El desarrollo de la biotecnología aplicada a la sanidad
humana ha sido el más rápido, tanto en el campo de la terapéutica, como en el
diagnóstico de enfermedades. Dentro de los suministros industriales, el
desarrollo de las técnicas de fermentación, la utilización y diseño de nuevos biorreactores, conjuntamente con las técnicas de ingeniería
genética, han permitido la obtención de productos de gran interés económico
para la industria alimentaria, química y farmacéutica,
cuya preparación por síntesis química es más costosa y menos limpia desde el
punto de vista medioambiental.
Los principales productos en el mercado son antibióticos y
pépticos de interés terapéutico, aditivos alimentarios (aromas, saborizantes, colorantes, aminoácidos esenciales, etc.).

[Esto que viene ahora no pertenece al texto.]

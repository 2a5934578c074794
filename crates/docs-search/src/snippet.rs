/// Snippet extraction and highlighting for search results.
///
/// A fixed-size window slides over `title + " " + content`; the window containing
/// the most distinct query tokens wins. The excerpt is trimmed so it neither starts
/// nor ends mid-word, every whole-word occurrence of a token is wrapped in the
/// configured markers, and an ellipsis is appended. All offsets are in characters,
/// so multi-byte text is never split.
use regex::{Captures, Regex};
use tracing::warn;

use crate::index::query_tokens;
use crate::model::DocumentRecord;

pub const DEFAULT_WINDOW_CHARS: usize = 150;
pub const DEFAULT_STEP_CHARS: usize = 10;
const ELLIPSIS: &str = "...";

#[derive(Debug, Clone, PartialEq, Eq)]
pub struct SnippetConfig {
    pub window: usize,
    pub step: usize,
    pub open_marker: String,
    pub close_marker: String,
}

impl Default for SnippetConfig {
    fn default() -> Self {
        Self {
            window: DEFAULT_WINDOW_CHARS,
            step: DEFAULT_STEP_CHARS,
            open_marker: "<mark>".to_string(),
            close_marker: "</mark>".to_string(),
        }
    }
}

pub fn generate_snippet(
    document: &DocumentRecord,
    matched_terms: &[String],
    query: &str,
    config: &SnippetConfig,
) -> String {
    let text = format!("{} {}", document.title, document.content);
    let chars: Vec<char> = text.chars().collect();

    let mut terms: Vec<String> = Vec::new();
    for term in matched_terms
        .iter()
        .map(|t| t.to_lowercase())
        .chain(query_tokens(query))
    {
        if !terms.contains(&term) {
            terms.push(term);
        }
    }

    let start = best_window_start(&chars, &terms, config);
    let end = (start + config.window).min(chars.len());
    let excerpt = trim_to_word_boundaries(&chars, start, end);

    let mut snippet = highlight(&excerpt, &terms, config);
    snippet.push_str(ELLIPSIS);
    snippet
}

/// Start of the first window with the most distinct terms; 0 when nothing scores.
fn best_window_start(chars: &[char], terms: &[String], config: &SnippetConfig) -> usize {
    if chars.len() <= config.window || terms.is_empty() {
        return 0;
    }

    let step = config.step.max(1);
    let mut best_start = 0;
    let mut best_score = 0;
    let mut start = 0;
    while start + config.window <= chars.len() {
        let window = chars[start..start + config.window]
            .iter()
            .collect::<String>()
            .to_lowercase();
        let score = terms.iter().filter(|t| window.contains(t.as_str())).count();
        if score > best_score {
            best_start = start;
            best_score = score;
        }
        start += step;
    }
    best_start
}

fn trim_to_word_boundaries(chars: &[char], start: usize, end: usize) -> String {
    let mut lo = start;
    let mut hi = end;

    // Leading partial word: the window opened in the middle of a token.
    if start > 0 && !chars[start - 1].is_whitespace() {
        if let Some(offset) = chars[lo..hi].iter().position(|c| c.is_whitespace()) {
            lo += offset;
        }
    }
    // Trailing partial word: the window closed in the middle of a token.
    if end < chars.len() && !chars[end].is_whitespace() {
        if let Some(offset) = chars[lo..hi].iter().rposition(|c| c.is_whitespace()) {
            hi = lo + offset;
        }
    }

    let trimmed: String = chars[lo..hi].iter().collect();
    let trimmed = trimmed.trim();
    if trimmed.is_empty() {
        chars[start..end].iter().collect::<String>().trim().to_string()
    } else {
        trimmed.to_string()
    }
}

/// Wrap whole-word, case-insensitive occurrences of `terms` in one pass.
///
/// Longer terms are tried first so "consensus" wins over "con"; a single pass
/// means inserted markers are never matched themselves.
fn highlight(text: &str, terms: &[String], config: &SnippetConfig) -> String {
    if terms.is_empty() {
        return text.to_string();
    }

    let mut sorted: Vec<&str> = terms.iter().map(String::as_str).collect();
    sorted.sort_by(|a, b| {
        b.chars()
            .count()
            .cmp(&a.chars().count())
            .then_with(|| a.cmp(b))
    });
    let alternatives: Vec<String> = sorted.iter().map(|t| whole_word_pattern(t)).collect();
    let pattern = format!("(?i)(?:{})", alternatives.join("|"));

    let re = match Regex::new(&pattern) {
        Ok(re) => re,
        Err(e) => {
            warn!(error = %e, "highlight pattern rejected, returning plain snippet");
            return text.to_string();
        }
    };

    re.replace_all(text, |caps: &Captures| {
        format!("{}{}{}", config.open_marker, &caps[0], config.close_marker)
    })
    .into_owned()
}

/// `\b` only applies next to word characters; "c++" must still match at its end.
fn whole_word_pattern(term: &str) -> String {
    let escaped = regex::escape(term);
    let leading = term.chars().next().is_some_and(is_word_char);
    let trailing = term.chars().last().is_some_and(is_word_char);
    format!(
        "{}{}{}",
        if leading { r"\b" } else { "" },
        escaped,
        if trailing { r"\b" } else { "" }
    )
}

fn is_word_char(c: char) -> bool {
    c.is_alphanumeric() || c == '_'
}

2- Mientras la nanotecnología está
en una etapa que podríamos calificar de pre-
competitiva con aplicaciones en la práctica limitadas, las nanopartículas,
en cambio, se están utilizando en un buen número de industrias para usos
electrónicos, magnéticos y optoelectrónicos,
biomédicos, farmacéuticos, cosméticos, energéticos, catalíticos y en la ciencia
de los materiales. Estos son pocos productos en los que la nanotecnología
es ya una realidad. Sin embargo, las aplicaciones a medio y largo plazo son
infinitas.
3-La energía, por su parte, es esencial para satisfacer las
necesidades básicas del hombre en forma de calor y electricidad. La
disponibilidad de los recursos energéticos es uno de los factores más
importantes en el desarrollo. A su vez, este desarrollo demanda la utilización
de ciertos tipos de energía y la disponibilidad de ese recurso; por eso, frente
a las crisis por agotamiento de los combustibles fósiles y el consiguiente
incremento de sus costos, así como los problemas medioambientales derivados de
su explotación, estamos asistiendo a un renacer de las energías renovables.
Entendemos por energía renovable a la que, administrada en
forma adecuada, puede explotarse ilimitadamente, ya que su cantidad disponible
no disminuye a medida que se aprovecha.
Como recurso energético, tal es el caso de la energía
eólica, la energía de la biomasa, la diferencia de temperaturas oceánicas y la
energía de las olas, que son inagotables, limpias y se pueden utilizar en el
mismo lugar en que se producen.
Si el país invierte en investigación y desarrollo en dichas
áreas, resolverá el angustiante problema de provisión de energía y permitirá el
despegue de nuevas tecnologías que producirán empleos con alto valor agregado.
Un ejemplo es Alemania, que en los últimos nueve años ha invertido mucho dinero en investigación y desarrollo de energías alternativas, entre ellas la eólica, y tiene el propósito de arribar al 2017 con un 50 por ciento de sus necesidades cubiertas por energía alternativa, tal cual se manifestó en el Congreso Internacional de Energía Eólica realizado en septiembre pasado en la ciudad de Mar del Plata.